I can understand not liking how bureaucratically onerous it is, but we don't really have a choice. It's imperfect but it's the only way we've found to manage highly complex large scale engineering projects. You certainly aren't going to build something like JWT with a just YOLO agile process unless you're literally willing to fail like 50 times before you get one right (aka the USSR approach to rockets).

The upside is automation is making it go smoother and be less burdensome, because simulated testing truly is high enough fidelity now it allows a bit more virtual trial and error in the process.


>The upside is automation is making it go smoother and be less burdensome, because simulated testing truly is high enough fidelity

I agree to an extent, but there's also a risk of simulation breeding a false sense of security even when simulations are conducted well. The investigation of the CST-100 "anomalous" test flight had 21 findings related to software simulations and testing, some related to lack of fidelity. Not that fidelity wasn't possible, but it has some overtones of the Ariane 5 software issue in that there was a lack of integration testing within the different software components.
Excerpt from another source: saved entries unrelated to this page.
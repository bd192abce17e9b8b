use std::env;
use std::fs;
use std::path::Path;
use std::time::Duration;

use log::LevelFilter;
use serde::{Serialize, Deserialize};

use crate::constants;

#[derive(Clone, Copy, Debug, PartialEq, Eq, Serialize, Deserialize)]
#[serde(rename_all = "lowercase")]
pub enum AccessMode {
	Read,
	Write
}

#[derive(Clone, Copy, Debug, PartialEq, Eq, Serialize, Deserialize)]
#[serde(rename_all = "lowercase")]
pub enum StoreKind {
	Local,
	Blob
}

impl StoreKind {
	pub fn as_str(&self) -> &'static str {
		match self {
			StoreKind::Local => "local",
			StoreKind::Blob => "blob"
		}
	}
}

#[derive(Clone, Debug, Serialize, Deserialize)]
pub struct PermissionEntry {
	pub group: String,
	pub mode: AccessMode
}

/// One named backing store. `root` is used by local stores, `container` by
/// blob stores; the unused field stays empty in the config file.
#[derive(Clone, Debug, Serialize, Deserialize)]
pub struct StoreConfig {
	pub name: String,
	pub kind: StoreKind,

	#[serde(default)]
	pub root: String,

	#[serde(default)]
	pub container: String,

	#[serde(default)]
	pub permissions: Vec<PermissionEntry>
}

#[derive(Clone, Debug, Serialize, Deserialize)]
pub struct PaginationConfig {
	#[serde(rename = "items_per_page", default)]
	pub items_per_page: usize
}

impl Default for PaginationConfig {
	fn default() -> Self {
		Self { items_per_page: constants::DEFAULT_ITEMS_PER_PAGE }
	}
}

#[derive(Clone, Debug, Serialize, Deserialize)]
pub struct TimeoutsConfig {
	#[serde(default = "default_io_timeout_secs")]
	pub read: u64,

	#[serde(default = "default_io_timeout_secs")]
	pub write: u64,

	#[serde(default = "default_idle_timeout_secs")]
	pub idle: u64
}

fn default_io_timeout_secs() -> u64 { 30 }
fn default_idle_timeout_secs() -> u64 { constants::POLLING_SESSION_IDLE_SECONDS }

impl Default for TimeoutsConfig {
	fn default() -> Self {
		Self {
			read: default_io_timeout_secs(),
			write: default_io_timeout_secs(),
			idle: default_idle_timeout_secs()
		}
	}
}

/// Names of the reverse-proxy identity headers the gateway trusts when
/// `enable_auth` is set. Token validation happens upstream; by the time a
/// request carries these headers the identity provider has already vouched
/// for them.
#[derive(Clone, Debug, Serialize, Deserialize)]
pub struct AuthConfig {
	#[serde(default = "default_subject_header")]
	pub subject_header: String,

	#[serde(default = "default_email_header")]
	pub email_header: String,

	#[serde(default = "default_groups_header")]
	pub groups_header: String
}

fn default_subject_header() -> String { "x-auth-subject".to_string() }
fn default_email_header() -> String { "x-auth-email".to_string() }
fn default_groups_header() -> String { "x-auth-groups".to_string() }

impl Default for AuthConfig {
	fn default() -> Self {
		Self {
			subject_header: default_subject_header(),
			email_header: default_email_header(),
			groups_header: default_groups_header()
		}
	}
}

#[derive(Clone, Debug, Serialize, Deserialize)]
pub struct Config {
	/** The ip address the server listens on without the port. e.g. 127.0.0.1 */
	#[serde(default = "default_ip_address")]
	pub ip_address: String,

	/** The port the server should listen on. */
	#[serde(default = "default_port")]
	pub port: u16,

	#[serde(default)]
	pub enable_auth: bool,

	#[serde(default)]
	pub auth: AuthConfig,

	/** Members of any of these groups bypass per-store permission checks. */
	#[serde(default)]
	pub global_admin_groups: Vec<String>,

	#[serde(default)]
	pub storages: Vec<StoreConfig>,

	#[serde(default)]
	pub pagination: PaginationConfig,

	#[serde(default)]
	pub timeouts: TimeoutsConfig,

	/** Keep-alive probe interval for duplex clients, in milliseconds. */
	#[serde(default)]
	pub client_ping_interval_ms: u64,

	/** Seconds an upload may sit untouched before the orphan reaper cancels it. */
	#[serde(default)]
	pub upload_cleanup_timeout: u64,

	/** DEBUG or INFO. Anything else degrades to INFO with a warning. */
	#[serde(default = "default_log_level")]
	pub log_level: String,

	/** Directory holding the static web UI. Served as-is at the root path. */
	#[serde(default = "default_static_ui_directory")]
	pub static_ui_directory: String
}

fn default_ip_address() -> String { "0.0.0.0".to_string() }
fn default_port() -> u16 { 3001 }
fn default_log_level() -> String { "INFO".to_string() }
fn default_static_ui_directory() -> String { "frontend/dist".to_string() }

impl Default for Config {
	fn default() -> Self {
		Self {
			ip_address: default_ip_address(),
			port: default_port(),
			enable_auth: false,
			auth: AuthConfig::default(),
			global_admin_groups: Vec::new(),
			storages: vec![
				StoreConfig {
					name: "local".to_string(),
					kind: StoreKind::Local,
					root: "storeroot".to_string(),
					container: String::new(),
					permissions: Vec::new()
				}
			],
			pagination: PaginationConfig::default(),
			timeouts: TimeoutsConfig::default(),
			client_ping_interval_ms: constants::DEFAULT_CLIENT_PING_INTERVAL_MS,
			upload_cleanup_timeout: constants::DEFAULT_ORPHAN_UPLOAD_TTL_SECONDS,
			log_level: default_log_level(),
			static_ui_directory: default_static_ui_directory()
		}
	}
}

impl Config {
	/// Loads the config file named by the FILEGATE_CONFIG environment variable
	/// (default `filegate.json`). A default file is written when none exists so
	/// a fresh checkout starts without manual setup.
	pub fn initialise() -> Result<Config, Box<dyn std::error::Error>> {
		// A .env file may provide FILEGATE_CONFIG; absence is fine.
		let _ = dotenvy::dotenv();

		let path = env::var(constants::CONFIG_PATH_ENV_VAR)
			.unwrap_or_else(|_| constants::DEFAULT_CONFIG_PATH.to_string());

		if !Path::new(&path).exists() {
			println!("Creating new config file at '{}' since none was found.", path);

			let config = Config::default();
			fs::write(&path, serde_json::to_string_pretty(&config)?)?;
		}

		let contents = fs::read_to_string(&path)?;
		let config: Config = serde_json::from_str(&contents)?;

		config.validate()?;

		Ok(config)
	}

	pub fn validate(&self) -> Result<(), Box<dyn std::error::Error>> {
		if self.storages.is_empty() {
			return Err("Config must declare at least one storage.".into());
		}

		for store in self.storages.iter() {
			if store.name.trim().is_empty() {
				return Err("Every storage needs a non-empty name.".into());
			}

			match store.kind {
				StoreKind::Local => {
					if store.root.trim().is_empty() {
						return Err(format!("Local storage '{}' needs a 'root' path.", store.name).into());
					}
				},
				StoreKind::Blob => {
					if store.container.trim().is_empty() {
						return Err(format!("Blob storage '{}' needs a 'container' name.", store.name).into());
					}
				}
			}

			let duplicates = self.storages.iter().filter(|other| other.name == store.name).count();

			if duplicates > 1 {
				return Err(format!("Storage name '{}' is declared more than once.", store.name).into());
			}
		}

		Ok(())
	}

	/// Creates root directories for local stores that don't exist yet.
	pub fn initialise_directories(&self) -> Result<(), Box<dyn std::error::Error>> {
		for store in self.storages.iter() {
			if store.kind == StoreKind::Local && !Path::new(&store.root).exists() {
				fs::create_dir_all(&store.root)?;
			}
		}

		Ok(())
	}

	pub fn find_store(&self, name: &str) -> Option<&StoreConfig> {
		self.storages.iter().find(|store| store.name == name)
	}

	pub fn ping_interval(&self) -> Duration {
		if self.client_ping_interval_ms == 0 {
			Duration::from_millis(constants::DEFAULT_CLIENT_PING_INTERVAL_MS)
		} else {
			Duration::from_millis(self.client_ping_interval_ms)
		}
	}

	pub fn orphan_upload_ttl(&self) -> Duration {
		if self.upload_cleanup_timeout == 0 {
			Duration::from_secs(constants::DEFAULT_ORPHAN_UPLOAD_TTL_SECONDS)
		} else {
			Duration::from_secs(self.upload_cleanup_timeout)
		}
	}

	pub fn items_per_page(&self) -> usize {
		if self.pagination.items_per_page == 0 {
			constants::DEFAULT_ITEMS_PER_PAGE
		} else {
			self.pagination.items_per_page
		}
	}

	/// Resolves the configured log level. Unknown values degrade to INFO; the
	/// warning is printed rather than logged because the logger isn't up yet.
	pub fn level_filter(&self) -> LevelFilter {
		match self.log_level.to_uppercase().as_str() {
			"DEBUG" => LevelFilter::Debug,
			"INFO" => LevelFilter::Info,
			other => {
				eprintln!("Unknown log_level '{}', falling back to INFO.", other);
				LevelFilter::Info
			}
		}
	}
}

#[cfg(test)]
mod tests {
	use super::*;

	fn store(name: &str, kind: StoreKind) -> StoreConfig {
		StoreConfig {
			name: name.to_string(),
			kind,
			root: if kind == StoreKind::Local { "/tmp/x".to_string() } else { String::new() },
			container: if kind == StoreKind::Blob { "c".to_string() } else { String::new() },
			permissions: Vec::new()
		}
	}

	#[test]
	fn default_config_validates() {
		assert!(Config::default().validate().is_ok());
	}

	#[test]
	fn duplicate_store_names_are_rejected() {
		let mut config = Config::default();
		config.storages = vec![store("s", StoreKind::Local), store("s", StoreKind::Blob)];

		assert!(config.validate().is_err());
	}

	#[test]
	fn local_store_without_root_is_rejected() {
		let mut config = Config::default();
		let mut bad = store("s", StoreKind::Local);
		bad.root = String::new();
		config.storages = vec![bad];

		assert!(config.validate().is_err());
	}

	#[test]
	fn zero_page_size_defaults_to_fifty() {
		let mut config = Config::default();
		config.pagination.items_per_page = 0;

		assert_eq!(config.items_per_page(), 50);
	}

	#[test]
	fn missing_intervals_fall_back_to_defaults() {
		let mut config = Config::default();
		config.client_ping_interval_ms = 0;
		config.upload_cleanup_timeout = 0;

		assert_eq!(config.ping_interval(), Duration::from_millis(10_000));
		assert_eq!(config.orphan_upload_ttl(), Duration::from_secs(600));
	}

	#[test]
	fn unknown_log_level_degrades_to_info() {
		let mut config = Config::default();
		config.log_level = "CHATTY".to_string();

		assert_eq!(config.level_filter(), LevelFilter::Info);
	}

	#[test]
	fn config_round_trips_through_json() {
		let config = Config::default();
		let json = serde_json::to_string(&config).unwrap();
		let parsed: Config = serde_json::from_str(&json).unwrap();

		assert_eq!(parsed.storages.len(), config.storages.len());
		assert_eq!(parsed.port, config.port);
	}
}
The good thing about simulations is that once you have figured out a problem it won’t make the same mistake again. That’s the strength of computing


I agree, but the problem with this case was that simulations led to complacency about not thinking they needed integration tests. That's much rarely in the hardware domain. It's not really meant to be a critique of simulations but rather how we use them.


I don’t like it either but in regulated industries like space, medical or aerospace it seems the only way to manage things in a controlled way.